Horizontal wireways are located at the top and bottom of each MCC column. Horizontal wireways extend the full width and depth of the MCC. A barrier is present in the top horizontal wireway to provide a connection point for DeviceNet™ receptacles. The top horizontal wireway is 170 mm high, while the bottom horizontal wireway is 115 mm high. Complete access from front to rear is available for MCC columns configured with double-front construction.

Horizontal wireways have removable front covers that are held in place by captive screws. Openings are provided in each side plate of the column in the top and bottom horizontal wireways to allow access between joined columns. Closing plates are provided for these openings for columns located at the end of a MCC lineup. See Figure 7.

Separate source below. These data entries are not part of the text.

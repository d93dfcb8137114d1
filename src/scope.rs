//! Scope-chain symbol model
//!
//! One generic scope stack shared by the semantic analyzer and the
//! executor; they differ only in what they store per symbol (declared
//! signatures versus live values). Variables and functions live in
//! separate namespaces, so a variable may share its name with a
//! function in the same scope.
//!
//! Resolution walks the chain innermost-out by iterating the stack in
//! reverse; absence is reported as `None`, and the callers decide which
//! error that means in their phase.

use std::collections::HashMap;

/// A symbol that knows its own name.
pub trait Named {
    fn name(&self) -> &str;
}

/// One lexical scope: its variable and function bindings.
#[derive(Debug, Default)]
pub struct Scope<V, F> {
    vars: HashMap<String, V>,
    funcs: HashMap<String, F>,
}

impl<V, F> Scope<V, F> {
    fn new() -> Self {
        Self {
            vars: HashMap::new(),
            funcs: HashMap::new(),
        }
    }
}

/// The scope chain, innermost scope last.
#[derive(Debug)]
pub struct ScopeStack<V, F> {
    scopes: Vec<Scope<V, F>>,
}

impl<V: Named, F: Named> ScopeStack<V, F> {
    /// An empty chain. Callers push the root scope themselves so the
    /// push/pop pairing stays uniform.
    pub fn new() -> Self {
        Self { scopes: Vec::new() }
    }

    pub fn push_scope(&mut self) {
        self.scopes.push(Scope::new());
    }

    pub fn pop_scope(&mut self) {
        self.scopes.pop();
    }

    /// Bind a variable in the innermost scope. Duplicate detection is
    /// the caller's responsibility via `var_in_innermost`.
    pub fn declare_var(&mut self, var: V) {
        if let Some(scope) = self.scopes.last_mut() {
            scope.vars.insert(var.name().to_string(), var);
        }
    }

    pub fn declare_func(&mut self, func: F) {
        if let Some(scope) = self.scopes.last_mut() {
            scope.funcs.insert(func.name().to_string(), func);
        }
    }

    pub fn var_in_innermost(&self, name: &str) -> bool {
        self.scopes
            .last()
            .map(|s| s.vars.contains_key(name))
            .unwrap_or(false)
    }

    pub fn func_in_innermost(&self, name: &str) -> bool {
        self.scopes
            .last()
            .map(|s| s.funcs.contains_key(name))
            .unwrap_or(false)
    }

    /// Find a variable, innermost scope first.
    pub fn resolve_var(&self, name: &str) -> Option<&V> {
        self.scopes.iter().rev().find_map(|s| s.vars.get(name))
    }

    /// Mutable variant for the assignment path: the binding is updated
    /// where it was declared, not re-bound in the innermost scope.
    pub fn resolve_var_mut(&mut self, name: &str) -> Option<&mut V> {
        self.scopes
            .iter_mut()
            .rev()
            .find_map(|s| s.vars.get_mut(name))
    }

    pub fn resolve_func(&self, name: &str) -> Option<&F> {
        self.scopes.iter().rev().find_map(|s| s.funcs.get(name))
    }

    /// The innermost scope's variable bindings, for error dumps.
    pub fn innermost_vars(&self) -> impl Iterator<Item = &V> {
        self.scopes.last().into_iter().flat_map(|s| s.vars.values())
    }
}

impl<V: Named, F: Named> Default for ScopeStack<V, F> {
    fn default() -> Self {
        Self::new()
    }
}

#[cfg(test)]
mod tests {
    use super::*;

    #[derive(Debug, PartialEq)]
    struct Sym {
        id: String,
        value: i64,
    }

    impl Named for Sym {
        fn name(&self) -> &str {
            &self.id
        }
    }

    fn sym(id: &str, value: i64) -> Sym {
        Sym {
            id: id.to_string(),
            value,
        }
    }

    #[test]
    fn test_resolution_walks_outward() {
        let mut stack: ScopeStack<Sym, Sym> = ScopeStack::new();
        stack.push_scope();
        stack.declare_var(sym("x", 1));
        stack.push_scope();

        // Not in the innermost scope, but resolvable through the chain.
        assert!(!stack.var_in_innermost("x"));
        assert_eq!(stack.resolve_var("x").map(|s| s.value), Some(1));
        assert_eq!(stack.resolve_var("y"), None);
    }

    #[test]
    fn test_shadowing_and_unshadowing() {
        let mut stack: ScopeStack<Sym, Sym> = ScopeStack::new();
        stack.push_scope();
        stack.declare_var(sym("x", 1));
        stack.push_scope();
        stack.declare_var(sym("x", 2));

        assert_eq!(stack.resolve_var("x").map(|s| s.value), Some(2));
        stack.pop_scope();
        assert_eq!(stack.resolve_var("x").map(|s| s.value), Some(1));
    }

    #[test]
    fn test_mutation_hits_declaration_site() {
        let mut stack: ScopeStack<Sym, Sym> = ScopeStack::new();
        stack.push_scope();
        stack.declare_var(sym("x", 1));
        stack.push_scope();

        if let Some(var) = stack.resolve_var_mut("x") {
            var.value = 9;
        }
        stack.pop_scope();
        assert_eq!(stack.resolve_var("x").map(|s| s.value), Some(9));
    }

    #[test]
    fn test_namespaces_are_separate() {
        let mut stack: ScopeStack<Sym, Sym> = ScopeStack::new();
        stack.push_scope();
        stack.declare_var(sym("f", 1));
        stack.declare_func(sym("f", 2));

        assert_eq!(stack.resolve_var("f").map(|s| s.value), Some(1));
        assert_eq!(stack.resolve_func("f").map(|s| s.value), Some(2));
    }
}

Horizontal wireways are isolated from the power bus. Horizontal wireways for incoming line sections have a reduced depth to maintain isolation from the incoming line area.

Figure 7 Top Horizontal Wireway (Covers Removed)

Vertical Wireway

The vertical wireway is located on the right side of each column and extends 1980 mm, from top to bottom horizontal wireway. The vertical wireway is approximately 350 mm deep. The standard vertical wireway is 200 mm wide. Vertical wireways are also available in widths of 300, 400 and 500 mm. Wider wireways are recommended for MCCs with higher bus ratings. See Figure 8.

The vertical wireway is isolated from power bus and is independent of unit space. Vertical wireways are not present in columns with fixed (frame-mounted) units.

Vertical wireways are covered with steel doors, held in place by four door latches. See Door Latches on page 30.

Optional cable supports for use in vertical wireways are available.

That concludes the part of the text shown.